### EXERCISE INSTRUCTIONS:
Your answer should be an exact copy of the data.

### EXERCISE DATA:

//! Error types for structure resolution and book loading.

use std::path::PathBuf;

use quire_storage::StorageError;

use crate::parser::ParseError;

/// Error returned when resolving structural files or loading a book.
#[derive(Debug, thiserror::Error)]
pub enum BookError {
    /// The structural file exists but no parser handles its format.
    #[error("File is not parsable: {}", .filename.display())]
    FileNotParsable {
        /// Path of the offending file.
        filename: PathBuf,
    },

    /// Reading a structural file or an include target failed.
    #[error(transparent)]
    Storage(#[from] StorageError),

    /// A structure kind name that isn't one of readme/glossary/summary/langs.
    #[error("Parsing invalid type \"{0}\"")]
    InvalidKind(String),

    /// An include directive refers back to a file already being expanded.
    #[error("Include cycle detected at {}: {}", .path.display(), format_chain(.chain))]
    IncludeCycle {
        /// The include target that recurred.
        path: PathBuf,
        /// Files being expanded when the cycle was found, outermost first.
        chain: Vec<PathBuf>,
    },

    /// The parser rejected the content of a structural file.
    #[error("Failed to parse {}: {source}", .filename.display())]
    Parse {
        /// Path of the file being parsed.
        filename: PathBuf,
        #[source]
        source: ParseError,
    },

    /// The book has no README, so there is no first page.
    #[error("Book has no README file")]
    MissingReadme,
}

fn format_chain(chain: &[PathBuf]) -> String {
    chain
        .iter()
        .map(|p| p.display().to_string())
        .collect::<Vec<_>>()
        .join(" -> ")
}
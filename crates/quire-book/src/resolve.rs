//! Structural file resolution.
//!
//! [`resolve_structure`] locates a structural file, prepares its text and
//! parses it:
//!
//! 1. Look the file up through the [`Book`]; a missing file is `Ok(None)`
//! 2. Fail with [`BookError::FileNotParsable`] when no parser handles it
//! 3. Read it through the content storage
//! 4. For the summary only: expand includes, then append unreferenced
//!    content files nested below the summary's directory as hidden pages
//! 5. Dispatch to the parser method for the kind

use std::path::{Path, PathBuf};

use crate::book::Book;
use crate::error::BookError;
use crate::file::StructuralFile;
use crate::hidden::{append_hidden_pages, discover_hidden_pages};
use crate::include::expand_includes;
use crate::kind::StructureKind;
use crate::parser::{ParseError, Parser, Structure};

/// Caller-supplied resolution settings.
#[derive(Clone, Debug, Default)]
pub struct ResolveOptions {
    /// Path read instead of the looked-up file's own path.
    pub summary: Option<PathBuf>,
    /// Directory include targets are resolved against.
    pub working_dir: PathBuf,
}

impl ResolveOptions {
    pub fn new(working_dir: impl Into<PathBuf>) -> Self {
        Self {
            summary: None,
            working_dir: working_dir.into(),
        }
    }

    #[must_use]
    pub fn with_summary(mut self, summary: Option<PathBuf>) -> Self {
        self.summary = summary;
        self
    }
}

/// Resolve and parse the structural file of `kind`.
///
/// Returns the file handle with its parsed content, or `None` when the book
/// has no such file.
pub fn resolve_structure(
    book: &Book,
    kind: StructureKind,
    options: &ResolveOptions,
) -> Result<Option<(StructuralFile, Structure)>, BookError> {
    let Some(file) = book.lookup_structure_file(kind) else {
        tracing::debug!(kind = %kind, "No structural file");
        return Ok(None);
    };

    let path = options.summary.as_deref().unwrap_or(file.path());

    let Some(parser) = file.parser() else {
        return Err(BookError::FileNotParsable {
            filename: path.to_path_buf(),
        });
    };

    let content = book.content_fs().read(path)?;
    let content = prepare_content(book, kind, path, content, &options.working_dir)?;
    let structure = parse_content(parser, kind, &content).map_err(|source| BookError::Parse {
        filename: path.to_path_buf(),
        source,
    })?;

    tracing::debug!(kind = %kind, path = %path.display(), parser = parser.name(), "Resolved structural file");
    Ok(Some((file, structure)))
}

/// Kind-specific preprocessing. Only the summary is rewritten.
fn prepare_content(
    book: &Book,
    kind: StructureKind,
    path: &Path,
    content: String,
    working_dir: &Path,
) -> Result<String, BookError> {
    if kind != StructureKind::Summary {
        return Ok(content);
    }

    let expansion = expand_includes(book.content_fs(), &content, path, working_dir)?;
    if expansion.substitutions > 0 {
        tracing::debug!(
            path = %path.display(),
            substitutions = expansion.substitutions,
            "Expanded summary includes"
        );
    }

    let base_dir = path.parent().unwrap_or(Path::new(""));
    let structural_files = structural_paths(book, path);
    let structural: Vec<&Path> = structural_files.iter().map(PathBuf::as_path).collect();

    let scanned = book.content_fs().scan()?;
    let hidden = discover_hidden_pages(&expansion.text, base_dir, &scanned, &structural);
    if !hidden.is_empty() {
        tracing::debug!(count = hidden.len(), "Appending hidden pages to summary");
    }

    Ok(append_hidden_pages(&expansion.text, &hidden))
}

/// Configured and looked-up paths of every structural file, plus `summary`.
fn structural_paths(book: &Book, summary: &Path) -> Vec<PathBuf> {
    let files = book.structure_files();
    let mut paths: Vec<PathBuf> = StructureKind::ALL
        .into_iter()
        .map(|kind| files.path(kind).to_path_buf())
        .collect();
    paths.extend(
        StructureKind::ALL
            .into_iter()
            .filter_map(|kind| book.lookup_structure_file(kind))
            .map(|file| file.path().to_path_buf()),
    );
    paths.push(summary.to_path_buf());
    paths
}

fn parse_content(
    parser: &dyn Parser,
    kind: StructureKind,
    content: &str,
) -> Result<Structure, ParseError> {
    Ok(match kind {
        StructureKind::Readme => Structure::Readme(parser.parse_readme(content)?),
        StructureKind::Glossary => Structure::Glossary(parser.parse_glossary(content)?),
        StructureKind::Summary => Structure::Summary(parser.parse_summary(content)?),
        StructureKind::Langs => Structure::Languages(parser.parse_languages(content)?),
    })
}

### RESPONSE FOR THIS EXERCISE:
//! Error types for structure resolution and book loading.

use std::path::PathBuf;

use quire_storage::StorageError;

use crate::parser::ParseError;

/// Error returned when resolving structural files or loading a book.
#[derive(Debug, thiserror::Error)]
pub enum BookError {
    /// The structural file exists but no parser handles its format.
    #[error("File is not parsable: {}", .filename.display())]
    FileNotParsable {
        /// Path of the offending file.
        filename: PathBuf,
    },

    /// Reading a structural file or an include target failed.
    #[error(transparent)]
    Storage(#[from] StorageError),

    /// A structure kind name that isn't one of readme/glossary/summary/langs.
    #[error("Parsing invalid type \"{0}\"")]
    InvalidKind(String),

    /// An include directive refers back to a file already being expanded.
    #[error("Include cycle detected at {}: {}", .path.display(), format_chain(.chain))]
    IncludeCycle {
        /// The include target that recurred.
        path: PathBuf,
        /// Files being expanded when the cycle was found, outermost first.
        chain: Vec<PathBuf>,
    },

    /// The parser rejected the content of a structural file.
    #[error("Failed to parse {}: {source}", .filename.display())]
    Parse {
        /// Path of the file being parsed.
        filename: PathBuf,
        #[source]
        source: ParseError,
    },

    /// The book has no README, so there is no first page.
    #[error("Book has no README file")]
    MissingReadme,
}

fn format_chain(chain: &[PathBuf]) -> String {
    chain
        .iter()
        .map(|p| p.display().to_string())
        .collect::<Vec<_>>()
        .join(" -> ")
}
filename crates/quire-book/src/resolve.rs
//! Structural file resolution.
//!
//! [`resolve_structure`] locates a structural file, prepares its text and
//! parses it:
//!
//! 1. Look the file up through the [`Book`]; a missing file is `Ok(None)`
//! 2. Fail with [`BookError::FileNotParsable`] when no parser handles it
//! 3. Read it through the content storage
//! 4. For the summary only: expand includes, then append unreferenced
//!    content files nested below the summary's directory as hidden pages
//! 5. Dispatch to the parser method for the kind

use std::path::{Path, PathBuf};

use crate::book::Book;
use crate::error::BookError;
use crate::file::StructuralFile;
use crate::hidden::{append_hidden_pages, discover_hidden_pages};
use crate::include::expand_includes;
use crate::kind::StructureKind;
use crate::parser::{ParseError, Parser, Structure};

/// Caller-supplied resolution settings.
#[derive(Clone, Debug, Default)]
pub struct ResolveOptions {
    /// Path read instead of the looked-up file's own path.
    pub summary: Option<PathBuf>,
    /// Directory include targets are resolved against.
    pub working_dir: PathBuf,
}

impl ResolveOptions {
    pub fn new(working_dir: impl Into<PathBuf>) -> Self {
        Self {
            summary: None,
            working_dir: working_dir.into(),
        }
    }

    #[must_use]
    pub fn with_summary(mut self, summary: Option<PathBuf>) -> Self {
        self.summary = summary;
        self
    }
}

/// Resolve and parse the structural file of `kind`.
///
/// Returns the file handle with its parsed content, or `None` when the book
/// has no such file.
pub fn resolve_structure(
    book: &Book,
    kind: StructureKind,
    options: &ResolveOptions,
) -> Result<Option<(StructuralFile, Structure)>, BookError> {
    let Some(file) = book.lookup_structure_file(kind) else {
        tracing::debug!(kind = %kind, "No structural file");
        return Ok(None);
    };

    let path = options.summary.as_deref().unwrap_or(file.path());

    let Some(parser) = file.parser() else {
        return Err(BookError::FileNotParsable {
            filename: path.to_path_buf(),
        });
    };

    let content = book.content_fs().read(path)?;
    let content = prepare_content(book, kind, path, content, &options.working_dir)?;
    let structure = parse_content(parser, kind, &content).map_err(|source| BookError::Parse {
        filename: path.to_path_buf(),
        source,
    })?;

    tracing::debug!(kind = %kind, path = %path.display(), parser = parser.name(), "Resolved structural file");
    Ok(Some((file, structure)))
}

/// Kind-specific preprocessing. Only the summary is rewritten.
fn prepare_content(
    book: &Book,
    kind: StructureKind,
    path: &Path,
    content: String,
    working_dir: &Path,
) -> Result<String, BookError> {
    if kind != StructureKind::Summary {
        return Ok(content);
    }

    let expansion = expand_includes(book.content_fs(), &content, path, working_dir)?;
    if expansion.substitutions > 0 {
        tracing::debug!(
            path = %path.display(),
            substitutions = expansion.substitutions,
            "Expanded summary includes"
        );
    }

    let base_dir = path.parent().unwrap_or(Path::new(""));
    let structural_files = structural_paths(book, path);
    let structural: Vec<&Path> = structural_files.iter().map(PathBuf::as_path).collect();

    let scanned = book.content_fs().scan()?;
    let hidden = discover_hidden_pages(&expansion.text, base_dir, &scanned, &structural);
    if !hidden.is_empty() {
        tracing::debug!(count = hidden.len(), "Appending hidden pages to summary");
    }

    Ok(append_hidden_pages(&expansion.text, &hidden))
}

/// Configured and looked-up paths of every structural file, plus `summary`.
fn structural_paths(book: &Book, summary: &Path) -> Vec<PathBuf> {
    let files = book.structure_files();
    let mut paths: Vec<PathBuf> = StructureKind::ALL
        .into_iter()
        .map(|kind| files.path(kind).to_path_buf())
        .collect();
    paths.extend(
        StructureKind::ALL
            .into_iter()
            .filter_map(|kind| book.lookup_structure_file(kind))
            .map(|file| file.path().to_path_buf()),
    );
    paths.push(summary.to_path_buf());
    paths
}

fn parse_content(
    parser: &dyn Parser,
    kind: StructureKind,
    content: &str,
) -> Result<Structure, ParseError> {
    Ok(match kind {
        StructureKind::Readme => Structure::Readme(parser.parse_readme(content)?),
        StructureKind::Glossary => Structure::Glossary(parser.parse_glossary(content)?),
        StructureKind::Summary => Structure::Summary(parser.parse_summary(content)?),
        StructureKind::Langs => Structure::Languages(parser.parse_languages(content)?),
    })
}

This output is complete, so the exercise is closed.